Could you explain what it is?

Is it a prescribed motion drill?


----------



## Domino (Jan 22, 2010)

Cant say Ive heard of it, interested to know.


----------



## Tensei85 (Jan 23, 2010)

Ya, haha you got me on that one!

Haven't actually heard of Nuk Sau before, but here's a quick reference;

http://www.yipwingchun.com/resource.html

and here;

http://www.wingchun.ie/Terminology.html


----------



## Nabakatsu (Jan 25, 2010)

Sorry, comp has been broke, I will try to break it down best I can within 24 hours, I just got really busy all of a sudden..

it's kind of like dan chi, it's meant to help learn flow and input/output energy at the same time**


----------



## Nabakatsu (Feb 12, 2010)

I'm not sure what to do aside from trying to break this down move by move.
so here it goes:

partner 1 and 2 stand close enough to hit each other by about a fist or two.
each one in IRAS.
partner 1 places a punch upon partner 2s chest which is done with a step, partner 2 than pak-saus the punch hitting the outside of their arm, (left on right arm, or vice versa) than partner 2 strikes at partner 1s hip.
partner 1 than gan saus and shifts from left legged stance to right, so that s/he is now standing on the right left and facing the other direction, as this is happening s/he also throws a punch on centerline near the chest.
The punch is intercepted by partner 2 with a tan sau, and he shifts from left leg to right leg, also changing directions, and also throws a punch towards the chest. Than it repeats, the pak sau loops at this point.
all of this is done with stepping, you pretty much make your way up and down the room in a straight line going to the side.
I was told it is to learn flow, and give a concrete example of using received energy to add force to your own strikes.
Hopefully this makes sense lol, sorry it took me so long, life has been hectic, and we have sifu micheal casey coming out soon, been busy practicing and working. cheers!


----------



## mook jong man (Feb 12, 2010)

Sounds like it is just some sequence or pattern designed to drill your Tan Sau , Pak Sau and moving in your stance.
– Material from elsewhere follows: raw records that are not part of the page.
//! Draft validation.
//!
//! Produces the [`ValidationReport`] that gates commit: completeness (every
//! slot filled) and conflict freedom (no duplicate pairs within the draft,
//! no pair already played this round, no external schedule clash). Each
//! finding names the slot, the teams, and the reason; the operator never
//! sees a generic failure.
//!
//! The validator is pure. External clashes come from the latest completed
//! league-service fetch and are passed in by the session layer.

use std::collections::HashMap;

use crate::api::{
    ConflictReason, DraftConflict, Round, ScheduleClash, Slot, TeamPair, ValidationReport,
};
use crate::engine::composer::MatchdayComposer;
use crate::engine::registry::MatchupRegistry;
use crate::models::time::format_kickoff;

/// Validate the current draft against the session's external data.
pub fn validate(composer: &MatchdayComposer, clashes: &[ScheduleClash]) -> ValidationReport {
    validate_parts(
        composer.slots(),
        composer.registry(),
        composer.config().round,
        composer.revision(),
        clashes,
    )
}

/// Validation over the draft's raw parts.
///
/// The assignment path keeps most invalid states unreachable, but the
/// validator re-checks everything anyway: it is the last line before the
/// fixture batch leaves the process, and session data can go stale.
pub fn validate_parts(
    slots: &[Slot],
    registry: &MatchupRegistry,
    round: Round,
    revision: u64,
    clashes: &[ScheduleClash],
) -> ValidationReport {
    let mut conflicts = Vec::new();

    let mut complete = !slots.is_empty();
    for slot in slots {
        if !slot.is_filled() {
            complete = false;
            conflicts.push(DraftConflict {
                slot: Some(slot.ordinal),
                teams: None,
                reason: ConflictReason::SlotUnderfilled,
                description: format!(
                    "slot {} ({}) is missing {}",
                    slot.ordinal,
                    format_kickoff(slot.kickoff),
                    match (slot.home, slot.away) {
                        (None, None) => "both teams",
                        (None, Some(_)) => "the home team",
                        _ => "the away team",
                    }
                ),
            });
        }
    }

    let mut seen: HashMap<TeamPair, usize> = HashMap::new();
    for slot in slots {
        let Some(pair) = slot.pair() else { continue };

        if let Some(&first) = seen.get(&pair) {
            conflicts.push(DraftConflict {
                slot: Some(slot.ordinal),
                teams: Some(pair),
                reason: ConflictReason::DuplicatePair,
                description: format!(
                    "pair {} appears in both slot {} and slot {}",
                    pair, first, slot.ordinal
                ),
            });
        } else {
            seen.insert(pair, slot.ordinal);
        }

        if registry.is_played_externally(pair) {
            conflicts.push(DraftConflict {
                slot: Some(slot.ordinal),
                teams: Some(pair),
                reason: ConflictReason::AlreadyPlayedThisRound,
                description: format!("pair {} already played in round {}", pair, round),
            });
        }
    }

    for clash in clashes {
        let slot = slots
            .iter()
            .find(|s| {
                s.kickoff == clash.kickoff
                    && (s.home == Some(clash.team) || s.away == Some(clash.team))
            })
            .map(|s| s.ordinal);
        conflicts.push(DraftConflict {
            slot,
            teams: None,
            reason: ConflictReason::ExternalClash,
            description: clash.description.clone(),
        });
    }

    let conflict_free = !conflicts
        .iter()
        .any(|c| c.reason != ConflictReason::SlotUnderfilled);

    ValidationReport {
        complete,
        conflict_free,
        conflicts,
        revision,
    }
}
All lineages would have their own particular types of these drills that they like to train in.

With a bit of imagination you can make up your own as long as it sticks to the principles and has a nice sense of flow about it.


----------



## dosk3n (Mar 1, 2010)

I would say this is a general drill and nothing really to do with lineage as any lineage would be able to carry it out as it is general moves. We do somthing very similar to this but no name we just do the drill in chisau.


----------



## geezer (Mar 1, 2010)

Nabakatsu said:


> I'm not sure what to do aside from trying to break this down move by move.
> so here it goes:
> 
> partner 1 and 2 stand close enough to hit each other by about a fist or two.
> ...


 
Yes,  after re-reading your description I realize that I've worked that same drill (from my old WT associaton)... tan/pak/gaun-da with lateral stepping. It has a nice rhythm and flow. But after using it to warm up I'd rather switch to free nuk-sau without following a pre-arranged pattern. This is partly because it's more fun that way, and partly because I can't keep track of all the damn patterns!


----------



## Nabakatsu (Mar 3, 2010)

I figured if anyone had experience with this it would be you geezer. or possibly yak sao. I haven't done this free flow yet, seems like it could get intense!


----------



## Nabakatsu (Mar 4, 2010)

Sifu broke it down some more last night. I tend to speed things up too much, so he showed me an awesome lesson about that. he used about half my hand speed, but beat me by moving more. I was relying on my hands to keep myself from needing to move around as much, but when there is real power behind the attacks, that cannot be done, was just running into his hits left and right. This exercise seems monumental to me. really ties a lot of things together.


----------